Publié le 2 octobre 2009 à 14h19
Mis à jour le 12 mars 2010 à 13h33

Pour lutter contre la morosité des téléspectateurs, la télé surfe sur la nostalgie et dépoussière les succès d’antan.

Ringards hier, vintages aujourd’hui. Pour lutter contre l’érosion des audiences, la télévision (TF1 en tête), dépoussière à tour de bras les divertissements qui ont jadis permis d’obtenir le maximum de « temps de cerveau disponible », pour reprendre la formule consacrée par Patrick Lelay, ex-PDG de la Une. Ce principe des reprises, utilisé dans les années 1990 par l’industrie du disque, est devenu monnaie courante sur le petit écran.
Août 2006, TF1 fait le pari, osé, de refaire tourner La Roue de la fortune, près de dix ans après son arrêt.
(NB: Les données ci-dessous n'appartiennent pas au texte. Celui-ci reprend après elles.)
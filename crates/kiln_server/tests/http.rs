//! HTTP-level tests for the kiln dev server.
//!
//! Each test builds an isolated project and snapshot directory and drives
//! the router in-process with `tower::ServiceExt::oneshot`.

use std::io;
use std::path::Path;

use axum::body::Body;
use axum::http::{header, Request, StatusCode};
use http_body_util::BodyExt;
use kiln_build::{DriverState, Reporter};
use kiln_config::{BuildMode, ServerOptions};
use kiln_server::DevServer;
use tempfile::TempDir;
use tower::ServiceExt;

const INLINE_MAP: &str = "//# sourceMappingURL=data:application/json;charset=utf-8;base64,";

const MODULE_TEST_SOURCE: &str = "import { expect, test } from \"@jest/globals\";\n\ntest(\"test\", () => {\n  expect(true).toBeTruthy();\n});\n";

// ── Fixtures ───────────────────────────────────────────────────

struct Fixture {
    project: TempDir,
    snapshots: TempDir,
}

impl Fixture {
    fn new(files: &[(&str, &str)]) -> Self {
        let project = tempfile::tempdir().unwrap();
        for (rel, content) in files {
            let path = project.path().join(rel);
            std::fs::create_dir_all(path.parent().unwrap()).unwrap();
            std::fs::write(path, content).unwrap();
        }
        Self {
            project,
            snapshots: tempfile::tempdir().unwrap(),
        }
    }

    fn root(&self) -> &Path {
        self.project.path()
    }

    fn options(&self) -> ServerOptions {
        ServerOptions {
            cache_dir: Some(self.snapshots.path().to_path_buf()),
            ..ServerOptions::default()
        }
    }

    fn start(&self, options: ServerOptions, mode: BuildMode) -> DevServer {
        DevServer::start(self.root(), options, mode, Reporter::new(io::sink(), false)).unwrap()
    }
}

fn incremental_tsconfig() -> serde_json::Value {
    serde_json::json!({
        "compilerOptions": {
            "incremental": true,
            "target": "ES2020",
            "module": "ES2020",
            "strict": true,
            "tsBuildInfoFile": "tsconfig.tsbuildinfo"
        },
        "include": ["src"]
    })
}

struct Reply {
    status: StatusCode,
    content_type: Option<String>,
    body: String,
}

async fn get(server: &DevServer, uri: &str) -> Reply {
    let response = server
        .router()
        .oneshot(Request::builder().uri(uri).body(Body::empty()).unwrap())
        .await
        .unwrap();
    let status = response.status();
    let content_type = response
        .headers()
        .get(header::CONTENT_TYPE)
        .map(|v| v.to_str().unwrap().to_string());
    let bytes = response.into_body().collect().await.unwrap().to_bytes();
    Reply {
        status,
        content_type,
        body: String::from_utf8(bytes.to_vec()).unwrap(),
    }
}

// ── Cache hits ─────────────────────────────────────────────────

#[tokio::test]
async fn cache_hit_is_served_verbatim_without_disk() {
    let fixture = Fixture::new(&[("tsconfig.json", "{}")]);
    let server = fixture.start(fixture.options(), BuildMode::OneShot);
    server.cache().insert("ghost/never-on-disk.ts", "cached();\n");
    server.cache().insert("ghost/notes.txt", "plain");

    let reply = get(&server, "/ghost/never-on-disk.ts").await;
    assert_eq!(reply.status, StatusCode::OK);
    assert_eq!(reply.body, "cached();\n");
    assert_eq!(
        reply.content_type.as_deref(),
        Some("application/javascript;charset=UTF-8")
    );

    let reply = get(&server, "/ghost/notes.txt").await;
    assert_eq!(reply.status, StatusCode::OK);
    assert_eq!(reply.body, "plain");
    assert_eq!(reply.content_type, None);
}

// ── Script fallback ────────────────────────────────────────────

#[tokio::test]
async fn unbuilt_script_is_transformed_then_cached() {
    let fixture = Fixture::new(&[
        ("tsconfig.json", r#"{ "include": ["src"] }"#),
        ("vendor/util.js", "export const twice = (n) => n * 2;\n"),
    ]);
    let server = fixture.start(fixture.options(), BuildMode::OneShot);
    assert!(!server.cache().contains("vendor/util.js"));

    let first = get(&server, "/vendor/util.js").await;
    assert_eq!(first.status, StatusCode::OK);
    assert!(first.body.contains("export const twice = (n) => n * 2;"));
    assert!(first.body.contains(INLINE_MAP));
    assert_eq!(server.cache().get("vendor/util.js").as_deref(), Some(first.body.as_str()));

    // Served from the cache from now on, even if the file changes.
    std::fs::write(fixture.root().join("vendor/util.js"), "export {};\n").unwrap();
    let second = get(&server, "/vendor/util.js").await;
    assert_eq!(second.body, first.body);
}

#[tokio::test]
async fn typescript_outside_the_build_is_stripped_on_demand() {
    let fixture = Fixture::new(&[
        ("tsconfig.json", r#"{ "include": ["src"] }"#),
        ("scripts/seed.ts", "export const count: number = 3;\n"),
    ]);
    let server = fixture.start(fixture.options(), BuildMode::OneShot);

    let reply = get(&server, "/scripts/seed.ts").await;
    assert_eq!(reply.status, StatusCode::OK);
    assert!(reply.body.contains("export const count = 3;"));
}

#[tokio::test]
async fn missing_script_is_404_with_empty_body() {
    let fixture = Fixture::new(&[("tsconfig.json", "{}")]);
    let server = fixture.start(fixture.options(), BuildMode::OneShot);

    let reply = get(&server, "/src/missing.ts").await;
    assert_eq!(reply.status, StatusCode::NOT_FOUND);
    assert_eq!(reply.body, "");
    assert_eq!(
        reply.content_type.as_deref(),
        Some("application/javascript;charset=UTF-8")
    );
    assert!(!server.cache().contains("src/missing.ts"));
}

// ── Raw files ──────────────────────────────────────────────────

#[tokio::test]
async fn other_files_are_streamed_with_content_type() {
    let fixture = Fixture::new(&[
        ("tsconfig.json", "{}"),
        ("index.html", "<!doctype html><script type=module src=/src/main.ts></script>"),
        ("data/config.json", "{\"debug\":true}"),
        ("assets/logo.svg", "<svg/>"),
    ]);
    let server = fixture.start(fixture.options(), BuildMode::OneShot);

    let html = get(&server, "/index.html").await;
    assert_eq!(html.status, StatusCode::OK);
    assert_eq!(html.content_type.as_deref(), Some("text/html;charset=UTF-8"));
    assert!(html.body.starts_with("<!doctype html>"));

    let json = get(&server, "/data/config.json").await;
    assert_eq!(json.content_type.as_deref(), Some("application/json;charset=UTF-8"));
    assert_eq!(json.body, "{\"debug\":true}");

    let svg = get(&server, "/assets/logo.svg").await;
    assert_eq!(svg.status, StatusCode::OK);
    assert_eq!(svg.content_type, None);
    assert_eq!(svg.body, "<svg/>");

    // Raw files are never cached.
    assert!(!server.cache().contains("index.html"));
}

#[tokio::test]
async fn missing_file_is_404_with_empty_body() {
    let fixture = Fixture::new(&[("tsconfig.json", "{}")]);
    let server = fixture.start(fixture.options(), BuildMode::OneShot);

    let reply = get(&server, "/styles/missing.css").await;
    assert_eq!(reply.status, StatusCode::NOT_FOUND);
    assert_eq!(reply.body, "");
    assert_eq!(reply.content_type, None);
}

#[tokio::test]
async fn directory_is_404() {
    let fixture = Fixture::new(&[("tsconfig.json", "{}"), ("public/a.txt", "a")]);
    let server = fixture.start(fixture.options(), BuildMode::OneShot);

    assert_eq!(get(&server, "/public").await.status, StatusCode::NOT_FOUND);
    assert_eq!(get(&server, "/").await.status, StatusCode::NOT_FOUND);
}

#[tokio::test]
async fn query_string_is_ignored() {
    let fixture = Fixture::new(&[("tsconfig.json", "{}"), ("index.html", "<p>hi</p>")]);
    let server = fixture.start(fixture.options(), BuildMode::OneShot);

    let reply = get(&server, "/index.html?v=42#top").await;
    assert_eq!(reply.status, StatusCode::OK);
    assert_eq!(reply.body, "<p>hi</p>");
}

// ── Build integration and persistence ──────────────────────────

#[tokio::test]
async fn built_test_module_is_served_and_survives_restart() {
    let fixture = Fixture::new(&[
        ("package.json", "{\"name\":\"app\",\"version\":\"1.0.0\"}"),
        ("src/module.test.ts", MODULE_TEST_SOURCE),
    ]);
    let options = ServerOptions {
        tsconfig: Some(incremental_tsconfig()),
        ..fixture.options()
    };

    let server = fixture.start(options.clone(), BuildMode::OneShot);
    assert!(server.cache().contains("src/module.test.ts"));
    assert!(server.cache().contains("tsconfig.tsbuildinfo"));

    let reply = get(&server, "/src/module.test.ts").await;
    assert_eq!(reply.status, StatusCode::OK);
    assert!(reply.body.contains("import { expect, test } from \"@jest/globals\";"));
    assert!(reply.body.contains("expect(true).toBeTruthy();"));
    assert!(reply.body.contains(INLINE_MAP));

    let snapshot = server.snapshot_path().to_path_buf();
    assert_eq!(server.shutdown(), 0);
    assert!(snapshot.exists());
    assert!(snapshot.starts_with(fixture.snapshots.path()));

    let restarted = fixture.start(options, BuildMode::OneShot);
    assert_eq!(restarted.snapshot_path(), snapshot);
    assert_eq!(
        restarted.cache().get("src/module.test.ts").as_deref(),
        Some(reply.body.as_str())
    );
    let again = get(&restarted, "/src/module.test.ts").await;
    assert_eq!(again.body, reply.body);
}

#[tokio::test]
async fn restart_with_same_options_restores_cache() {
    let fixture = Fixture::new(&[("tsconfig.json", "{}")]);
    let server = fixture.start(fixture.options(), BuildMode::OneShot);
    server.cache().insert("ghost.ts", "kept");
    server.shutdown();

    let restarted = fixture.start(fixture.options(), BuildMode::OneShot);
    assert_eq!(restarted.cache().get("ghost.ts").as_deref(), Some("kept"));
}

#[tokio::test]
async fn changed_options_start_with_empty_cache() {
    let fixture = Fixture::new(&[("tsconfig.json", "{}")]);
    let server = fixture.start(fixture.options(), BuildMode::OneShot);
    server.cache().insert("ghost.ts", "stale");
    let old_snapshot = server.snapshot_path().to_path_buf();
    server.shutdown();

    let changed = ServerOptions {
        port: Some(3000),
        ..fixture.options()
    };
    let restarted = fixture.start(changed, BuildMode::OneShot);
    assert_ne!(restarted.snapshot_path(), old_snapshot);
    assert!(old_snapshot.exists());
    assert!(!restarted.cache().contains("ghost.ts"));
}

#[tokio::test]
async fn changed_manifest_starts_with_empty_cache() {
    let fixture = Fixture::new(&[("tsconfig.json", "{}"), ("package.json", "{\"version\":\"1\"}")]);
    let server = fixture.start(fixture.options(), BuildMode::OneShot);
    server.cache().insert("ghost.ts", "stale");
    server.shutdown();

    std::fs::write(fixture.root().join("package.json"), "{\"version\":\"2\"}").unwrap();
    let restarted = fixture.start(fixture.options(), BuildMode::OneShot);
    assert!(!restarted.cache().contains("ghost.ts"));
}

#[tokio::test]
async fn corrupt_snapshot_is_ignored() {
    let fixture = Fixture::new(&[("tsconfig.json", "{}")]);
    let server = fixture.start(fixture.options(), BuildMode::OneShot);
    let snapshot = server.snapshot_path().to_path_buf();
    server.shutdown();
    std::fs::write(&snapshot, "{ truncated").unwrap();

    let restarted = fixture.start(fixture.options(), BuildMode::OneShot);
    assert_eq!(get(&restarted, "/ghost.ts").await.status, StatusCode::NOT_FOUND);
}

// ── Failure indicator and lifecycle ────────────────────────────

#[tokio::test]
async fn one_shot_errors_set_exit_code() {
    let fixture = Fixture::new(&[
        ("tsconfig.json", "{}"),
        ("src/broken.ts", "export const = ;\n"),
    ]);
    let server = fixture.start(fixture.options(), BuildMode::OneShot);
    assert_eq!(server.driver_state(), DriverState::OneShot);
    assert!(server.status().has_failed());
    assert!(!server.cache().contains("src/broken.ts"));
    assert_eq!(server.shutdown(), 1);
}

#[tokio::test]
async fn watch_mode_survives_errors_until_closed() {
    let fixture = Fixture::new(&[
        ("tsconfig.json", "{}"),
        ("src/broken.ts", "export const = ;\n"),
        ("src/ok.ts", "export const ok = 1;\n"),
    ]);
    let server = fixture.start(fixture.options(), BuildMode::Watch);
    assert_eq!(server.driver_state(), DriverState::Watching);
    assert!(server.status().has_failed());
    assert!(server.cache().contains("src/ok.ts"));

    server.close();
    assert_eq!(server.driver_state(), DriverState::Closed);
    server.close();
    assert_eq!(server.driver_state(), DriverState::Closed);
}

#[tokio::test]
async fn watch_mode_serves_fixed_source_after_error() {
    let fixture = Fixture::new(&[
        ("tsconfig.json", "{}"),
        ("src/broken.ts", "export const = ;\n"),
    ]);
    let server = fixture.start(fixture.options(), BuildMode::Watch);
    assert!(server.status().has_failed());
    assert!(!server.cache().contains("src/broken.ts"));

    std::fs::write(
        server.root().join("src/broken.ts"),
        "export const repaired: string = \"yes\";\n",
    )
    .unwrap();

    let deadline = std::time::Instant::now() + std::time::Duration::from_secs(5);
    while !server.cache().contains("src/broken.ts") {
        assert!(std::time::Instant::now() < deadline, "no rebuild after fixing the error");
        tokio::time::sleep(std::time::Duration::from_millis(25)).await;
    }
    assert_eq!(server.driver_state(), DriverState::Watching);

    let reply = get(&server, "/src/broken.ts").await;
    assert_eq!(reply.status, StatusCode::OK);
    assert!(reply.body.contains("export const repaired = \"yes\";"));
    server.close();
}

#[tokio::test]
async fn watch_mode_rebuilds_changed_sources() {
    let fixture = Fixture::new(&[
        ("tsconfig.json", "{}"),
        ("src/value.ts", "export const value: number = 1;\n"),
    ]);
    let server = fixture.start(fixture.options(), BuildMode::Watch);
    assert!(server.cache().get("src/value.ts").unwrap().contains("value = 1"));

    std::fs::write(
        server.root().join("src/value.ts"),
        "export const value: number = 2;\n",
    )
    .unwrap();

    let deadline = std::time::Instant::now() + std::time::Duration::from_secs(5);
    while !server
        .cache()
        .get("src/value.ts")
        .is_some_and(|code| code.contains("value = 2"))
    {
        assert!(std::time::Instant::now() < deadline, "no rebuild after change");
        tokio::time::sleep(std::time::Duration::from_millis(25)).await;
    }
    server.close();
}

#[tokio::test]
async fn missing_root_is_an_error() {
    let missing = tempfile::tempdir().unwrap().path().join("nope");
    let result = DevServer::start(
        &missing,
        ServerOptions::default(),
        BuildMode::OneShot,
        Reporter::new(io::sink(), false),
    );
    assert!(matches!(result, Err(kiln_server::ServerError::Root { .. })));
}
Le risque industriel est calculé, puisque la production n’a qu’à financer le rafraîchissement du décor. Prévu pour durer tout l’été, le jeu va immédiatement renouer avec le succès et devenir pérenne. Ouvrant la voie à La Famille en or, au Juste prix, à L’Ecole des fans, à L’Académie des neuf et plus récemment à Tournez manège !

Rassurer le public


Cette adhésion massive s’explique, peut être aussi, par le passage de la crise. Les chaînes veulent rassurer un spectateur friand de nostalgie et terrifié par une information anxiogène, avec des programmes et des animateurs qu’il connaît bien. Populaires, Lagaf', Cauet, Dechavanne ou Philippe Risoli font déjà partie de la famille. Et tout y est : décor chatoyant, recette ayant fait ses preuves, cadeaux high-tech et somme d’argent à la clef… la décontraction en plus. Aux oubliettes, l’animateur engoncé dans son costume trois pièces. Dechavanne, pour ne citer que lui, s’entoure d’une Barbie à la plastique parfaite, manie les allusions en dessous de la ceinture et la tape dans le dos avec les candidats très imprévisibles.
Mais loin de n’être qu’altruiste, la télé y voit aussi une raison économique évidente : les jeux coûtent dix fois moins qu’un prime time et rapportent quasiment autant. « C’est dans les vieux pots qu’on fait les meilleures soupes » : la ménagère de moins de cinquante ans le sait bien. Les producteurs aussi.